Slice of Life
Compiled by Sandra Lowe
From the South China Morning Post this week in: 1963
Hongkong, April 8
An eight-year-old girl was severely burned when a flaming kerosene stove, hurled from a police van, set her clothes on fire. She was taken to Queen Mary Hospital with burns to 30 per cent of her body. Her condition was described as 'fair'.

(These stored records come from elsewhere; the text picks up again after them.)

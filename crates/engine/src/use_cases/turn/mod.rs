//! Turn use cases.
//!
//! Answers a player's command after a fixed "processing" delay. While one
//! command is resolving, further commands for the same session are rejected,
//! not queued.

use std::sync::Arc;
use std::time::Duration;

use uuid::Uuid;

use samguk_domain::{is_blank_command, TurnResolution};

use crate::infrastructure::ports::{ClockPort, RandomPort};
use crate::use_cases::session::SessionRegistry;

/// Container for turn use cases.
pub struct TurnUseCases {
    pub submit: Arc<SubmitCommand>,
}

impl TurnUseCases {
    pub fn new(submit: Arc<SubmitCommand>) -> Self {
        Self { submit }
    }
}

/// Result of submitting a command.
#[derive(Debug)]
pub enum CommandOutcome {
    /// The command was answered and the session advanced one turn.
    Resolved(TurnResolution),
    /// Blank command, nothing happened.
    Ignored,
    /// Another command is still resolving, nothing happened.
    Busy,
}

pub struct SubmitCommand {
    sessions: Arc<SessionRegistry>,
    clock: Arc<dyn ClockPort>,
    random: Arc<dyn RandomPort>,
    latency: Duration,
}

impl SubmitCommand {
    pub fn new(
        sessions: Arc<SessionRegistry>,
        clock: Arc<dyn ClockPort>,
        random: Arc<dyn RandomPort>,
        latency: Duration,
    ) -> Self {
        Self {
            sessions,
            clock,
            random,
            latency,
        }
    }

    pub async fn execute(
        &self,
        session_id: Uuid,
        command: String,
    ) -> Result<CommandOutcome, TurnError> {
        let handle = self
            .sessions
            .get(session_id)
            .ok_or(TurnError::SessionNotFound(session_id))?;

        if is_blank_command(&command) {
            return Ok(CommandOutcome::Ignored);
        }

        let Some(guard) = handle.try_begin() else {
            tracing::debug!(session_id = %session_id, "Command rejected, session busy");
            return Ok(CommandOutcome::Busy);
        };

        let clock = self.clock.clone();
        let random = self.random.clone();
        let latency = self.latency;

        // Runs to completion even if the caller goes away.
        let resolution = tokio::spawn(async move {
            let _guard = guard;
            tokio::time::sleep(latency).await;

            let mut session = handle.session().write().await;
            session.resolve(&command, clock.now(), |min, max| random.gen_range(min, max))
        })
        .await
        .map_err(|e| TurnError::Interrupted(e.to_string()))?;

        match resolution {
            Some(resolution) => {
                tracing::info!(
                    session_id = %session_id,
                    turn = %resolution.turn,
                    finance_delta = resolution.delta.finance,
                    population_delta = resolution.delta.population,
                    happiness_delta = resolution.delta.happiness,
                    military_delta = resolution.delta.military,
                    "Command resolved"
                );
                Ok(CommandOutcome::Resolved(resolution))
            }
            None => Ok(CommandOutcome::Ignored),
        }
    }
}

#[derive(Debug, thiserror::Error)]
pub enum TurnError {
    #[error("Session not found: {0}")]
    SessionNotFound(Uuid),
    #[error("Command resolution was interrupted: {0}")]
    Interrupted(String),
}

#[cfg(test)]
mod tests {
    use super::*;
    use chrono::{TimeZone, Utc};
    use samguk_domain::{GameSession, GameState, TurnNumber, COMMAND_RESPONSES};

    use crate::infrastructure::clock::{FixedClock, MidpointRandom, SystemRandom};
    use crate::infrastructure::ports::MockClockPort;
    use crate::use_cases::session::SessionHandle;

    const LATENCY: Duration = Duration::from_millis(1500);

    fn setup(random: Arc<dyn RandomPort>) -> (Arc<SessionHandle>, SubmitCommand) {
        let sessions = Arc::new(SessionRegistry::new());
        let handle = Arc::new(SessionHandle::new(Uuid::new_v4(), GameSession::default()));
        sessions.insert(handle.clone());

        let now = Utc.with_ymd_and_hms(2024, 3, 1, 9, 0, 0).single().expect("valid date");
        let submit = SubmitCommand::new(sessions, Arc::new(FixedClock(now)), random, LATENCY);
        (handle, submit)
    }

    #[tokio::test(start_paused = true)]
    async fn resolves_scenario_command() {
        let (handle, submit) = setup(Arc::new(SystemRandom));

        let outcome = submit
            .execute(handle.id(), "강화".to_string())
            .await
            .expect("submit");

        let CommandOutcome::Resolved(resolution) = outcome else {
            panic!("expected Resolved");
        };
        assert_eq!(resolution.turn, TurnNumber::new(2));
        assert_eq!(resolution.entry.command, "강화");
        assert!(COMMAND_RESPONSES.contains(&resolution.entry.response.as_str()));

        let session = handle.session().read().await;
        assert_eq!(session.turn(), TurnNumber::new(2));
        assert_eq!(session.log().len(), 1);
        assert!((60..=79).contains(&session.state().happiness));
        assert!(!handle.is_busy());
    }

    #[tokio::test(start_paused = true)]
    async fn waits_for_configured_latency() {
        let (handle, submit) = setup(Arc::new(MidpointRandom));
        let started = tokio::time::Instant::now();

        submit
            .execute(handle.id(), "순행".to_string())
            .await
            .expect("submit");

        assert!(started.elapsed() >= LATENCY);
    }

    #[tokio::test(start_paused = true)]
    async fn blank_command_changes_nothing() {
        let (handle, submit) = setup(Arc::new(MidpointRandom));

        let outcome = submit
            .execute(handle.id(), "  \n".to_string())
            .await
            .expect("submit");

        assert!(matches!(outcome, CommandOutcome::Ignored));
        let session = handle.session().read().await;
        assert_eq!(*session, GameSession::default());
    }

    #[tokio::test(start_paused = true)]
    async fn second_command_while_resolving_is_rejected() {
        let (handle, submit) = setup(Arc::new(MidpointRandom));

        let (first, second) = tokio::join!(
            submit.execute(handle.id(), "출병".to_string()),
            submit.execute(handle.id(), "퇴각".to_string()),
        );

        assert!(matches!(first.expect("first"), CommandOutcome::Resolved(_)));
        assert!(matches!(second.expect("second"), CommandOutcome::Busy));

        let session = handle.session().read().await;
        assert_eq!(session.turn(), TurnNumber::new(2));
        assert_eq!(session.log().len(), 1);
        assert_eq!(session.log()[0].command, "출병");
    }

    #[tokio::test(start_paused = true)]
    async fn session_accepts_commands_again_after_resolution() {
        let (handle, submit) = setup(Arc::new(MidpointRandom));

        for command in ["농업 장려", "병력 모집"] {
            let outcome = submit
                .execute(handle.id(), command.to_string())
                .await
                .expect("submit");
            assert!(matches!(outcome, CommandOutcome::Resolved(_)));
        }

        let session = handle.session().read().await;
        assert_eq!(session.turn(), TurnNumber::new(3));
        assert_eq!(session.log().len(), 2);
        assert!(session.log()[0].id < session.log()[1].id);
    }

    #[tokio::test(start_paused = true)]
    async fn timestamps_come_from_clock() {
        let sessions = Arc::new(SessionRegistry::new());
        let handle = Arc::new(SessionHandle::new(Uuid::new_v4(), GameSession::default()));
        sessions.insert(handle.clone());

        let now = Utc.with_ymd_and_hms(2025, 1, 1, 0, 0, 0).single().expect("valid date");
        let mut clock = MockClockPort::new();
        clock.expect_now().times(1).return_const(now);

        let submit = SubmitCommand::new(
            sessions,
            Arc::new(clock),
            Arc::new(MidpointRandom),
            Duration::ZERO,
        );
        let outcome = submit
            .execute(handle.id(), "사신 파견".to_string())
            .await
            .expect("submit");

        let CommandOutcome::Resolved(resolution) = outcome else {
            panic!("expected Resolved");
        };
        assert_eq!(resolution.entry.timestamp, now);
        assert_eq!(resolution.entry.id, now.timestamp_millis());
        assert_eq!(resolution.state.happiness, GameState::default().happiness - 1);
    }

    #[tokio::test]
    async fn unknown_session_is_an_error() {
        let (_, submit) = setup(Arc::new(MidpointRandom));
        let err = submit
            .execute(Uuid::new_v4(), "강화".to_string())
            .await
            .expect_err("missing session");
        assert!(matches!(err, TurnError::SessionNotFound(_)));
    }
}
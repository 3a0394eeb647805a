//! Samguk domain types.
//!
//! Pure game rules with no I/O: kingdom statistics, the turn reducer,
//! nations and the seeded kingdom records. Time and randomness are passed in
//! by the caller.

pub mod error;
pub mod game_state;
pub mod kingdom;
pub mod nation;
pub mod session;
pub mod turn;

pub use error::DomainError;
pub use game_state::{GameState, StatDelta, HAPPINESS_MAX, HAPPINESS_MIN};
pub use kingdom::{Kingdom, DEFAULT_KINGDOM_HAPPINESS};
pub use nation::{Nation, NationProfile};
pub use session::GameSession;
pub use turn::{
    is_blank_command, resolve_command, CommandLogEntry, TurnNumber, TurnResolution,
    COMMAND_RESPONSES, FINANCE_DELTA, HAPPINESS_DELTA, MILITARY_DELTA, POPULATION_DELTA,
};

The accident happened when one of two stoves impounded by police when they arrested two unlicensed cooked-food sellers burst into flames in the back of the police van. Police had blown on both wicks to extinguish them, but when flames began to leap inside the van, a corporal picked up the stove and hurled it into the roadway.
Canberra, April 8
Australia will switch to decimal coinage in February 1966. Mr Harold Holt, the Federal Treasurer, said the major unit would equal 10 present shillings and would be divided into 100 parts, each equal to 1.2 pence. An authority would be set up later this year to examine questions such as the denomination of major monetary units, the size of banknotes and the metallic content of the coinage. The present currency would cease to be legal tender at the end of 1967.
Nassau, April 8
Nine anti-Castro Cuban refugees were arrested on Andros Island after an unarmed British officer wearing only flippers, swimming trunks and his red paratrooper beret waded ashore and asked them to surrender. Lieutenant Colonel John Pine-Coffin of the Joint Services Headquarters, Nassau, flew to Andros Island, midway between Florida and Cuba, in a Widgeon seaplane. He crossed 200 yards of waist-deep mud to reach a mangrove swamp. He walked a mile inland to a group of huts where he found the Cubans. 'I had a few dicey moments,' he said. 'But finally I enjoyed a meal of rice, onions, tomatoes and Spam that the men prepared.'
Taipei, April 8
Police arrested a fruit vendor described as a founder of a sect that eats duck eggs to ward off death. The vendor was Lin Kang-hamm, father of seven children and a member of the four-year-old outlawed Duck Egg Sect. Police said sect members, estimated to total 100,000, were convinced the end of the Earth was approaching and the only way to avoid death was to eat duck eggs. The sect believed the eggs would save them from being injured in a nuclear war.
Augusta, April 9
Jack Nicklaus, the 23-year-old professional from Ohio, won the American Masters Golf Tournament by a stroke. His 72-hole total was 286. Nicklaus, who had also led after three rounds, finished with a par-72. Nicklaus, last man on the course, needed a two-foot putt for his par-four at the 18th to win. He almost missed it. The ball curved towards the cup, hit the rim and dropped in as the large crowd let out a roar. Defending champion Arnold Palmer had a final round of 71, one under par, to finish on 291 - five strokes behind Nicklaus. His victory was worth US$20,000.
London, April 9
Two small volumes in a tin box found in a blitzed London warehouse are throwing light on the origins of a multimillion-pound business - organised tours. In them a 'Miss Jemima' recounts the first organised tour 100 years ago, through Switzerland, led by evangelist and champion of the temperance movement Thomas Cook. His love of travel was so great that he journeyed 2,692 miles in 1829, walking 2,106 of them. On June 26, the centenary of Cook's first organised tour will be celebrated by a 12-day re-enactment led by his great-great grandson.
Hongkong, April 10
The Hongkong Chinese Engineers' Institute decided to compromise and accept a wage increase of 30 cents, instead of 40 cents as originally asked. The basic wage is 80 cents an hour.